◆ ABOUT THIS EXERCISE: Could you copy every line in the listing below that has the word "Some"?

- Opening Delimiter -

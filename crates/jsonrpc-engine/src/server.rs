//! The JSON-RPC server: registration phase, then serving.

use std::fmt;
use std::sync::Arc;

use tokio::io::AsyncRead;
use tokio::sync::Semaphore;

use crate::batch;
use crate::config::ServerConfig;
use crate::context::RequestContext;
use crate::decode::{self, Envelope};
use crate::dispatch::{self, DispatchError, Dispatcher};
use crate::error::{Error, RegistrationError};
use crate::listener::EventListener;
use crate::registry::Method;
use crate::response::JsonRpcMessage;
use crate::validate::Validator;

/// Transport-agnostic JSON-RPC 2.0 server.
///
/// Methods are registered through `&mut self` before serving starts;
/// [`Server::handle`] only needs `&self` and can be called concurrently.
pub struct Server {
    dispatcher: Arc<Dispatcher>,
    pool: Arc<Semaphore>,
    config: ServerConfig,
}

impl Server {
    pub fn new(config: ServerConfig) -> Self {
        Self {
            dispatcher: Arc::new(Dispatcher::default()),
            pool: Arc::new(Semaphore::new(config.workers())),
            config,
        }
    }

    /// Server with default settings and a pool of `max_workers` batch workers
    pub fn with_max_workers(max_workers: usize) -> Self {
        Self::new(ServerConfig::default().with_max_workers(max_workers))
    }

    /// Validate every bound argument with `validator`
    pub fn with_validator<V>(mut self, validator: V) -> Self
    where
        V: Validator + 'static,
    {
        Arc::make_mut(&mut self.dispatcher).validator = Some(Arc::new(validator));
        self
    }

    /// Report request lifecycle events to `listener`
    pub fn with_listener<L>(mut self, listener: L) -> Self
    where
        L: EventListener + 'static,
    {
        Arc::make_mut(&mut self.dispatcher).listener = Arc::new(listener);
        self
    }

    /// Register a method, replacing any method of the same name.
    pub fn register_method(&mut self, method: Method) -> Result<(), RegistrationError> {
        Arc::make_mut(&mut self.dispatcher).registry.register(method)
    }

    /// Register methods in order, stopping at the first invalid one.
    /// Methods before it stay registered.
    pub fn register_methods<I>(&mut self, methods: I) -> Result<(), RegistrationError>
    where
        I: IntoIterator<Item = Method>,
    {
        for method in methods {
            self.register_method(method)?;
        }
        Ok(())
    }

    /// Names of all registered methods, sorted
    pub fn registered_methods(&self) -> Vec<String> {
        self.dispatcher.registry().names()
    }

    pub fn config(&self) -> &ServerConfig {
        &self.config
    }

    /// Handle one request or batch held in memory.
    ///
    /// `Ok(None)` means nothing should be written back.
    pub async fn handle(&self, ctx: &RequestContext, input: &[u8]) -> crate::Result<Option<Vec<u8>>> {
        self.handle_reader(ctx, input).await
    }

    /// Read a request or batch from `reader` and handle it.
    ///
    /// Only the first JSON value is used. Protocol problems are answered in
    /// the returned bytes; errors are reserved for failing to read the input
    /// or to encode a response.
    pub async fn handle_reader<R>(&self, ctx: &RequestContext, reader: R) -> crate::Result<Option<Vec<u8>>>
    where
        R: AsyncRead + Unpin,
    {
        let reply = match decode::read_envelope(reader, self.config.read_buffer_size).await? {
            Envelope::Batch(elements) => {
                return batch::execute(&self.dispatcher, &self.pool, ctx, elements).await;
            }
            Envelope::Rejected(error) => Some(JsonRpcMessage::Error(error)),
            Envelope::Single(request) => match self.dispatcher.dispatch(ctx, &request).await {
                Ok(reply) => reply,
                Err(DispatchError::Sanity(err)) => Some(dispatch::sanity_failure(&request, &err)),
                Err(DispatchError::Encode { source, .. }) => return Err(Error::Encode(source)),
            },
        };

        match reply {
            Some(reply) => Ok(Some(serde_json::to_vec(&reply)?)),
            None => Ok(None),
        }
    }
}

impl Default for Server {
    fn default() -> Self {
        Self::new(ServerConfig::default())
    }
}

impl fmt::Debug for Server {
    fn fmt(&self, f: &mut fmt::Formatter<'_>) -> fmt::Result {
        f.debug_struct("Server")
            .field("methods", &self.registered_methods())
            .field("config", &self.config)
            .finish()
    }
}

- Closing Delimiter -

◆ WRITTEN ANSWER:
        Arc::make_mut(&mut self.dispatcher).validator = Some(Arc::new(validator));
            Envelope::Rejected(error) => Some(JsonRpcMessage::Error(error)),
                Err(DispatchError::Sanity(err)) => Some(dispatch::sanity_failure(&request, &err)),
            Some(reply) => Ok(Some(serde_json::to_vec(&reply)?)),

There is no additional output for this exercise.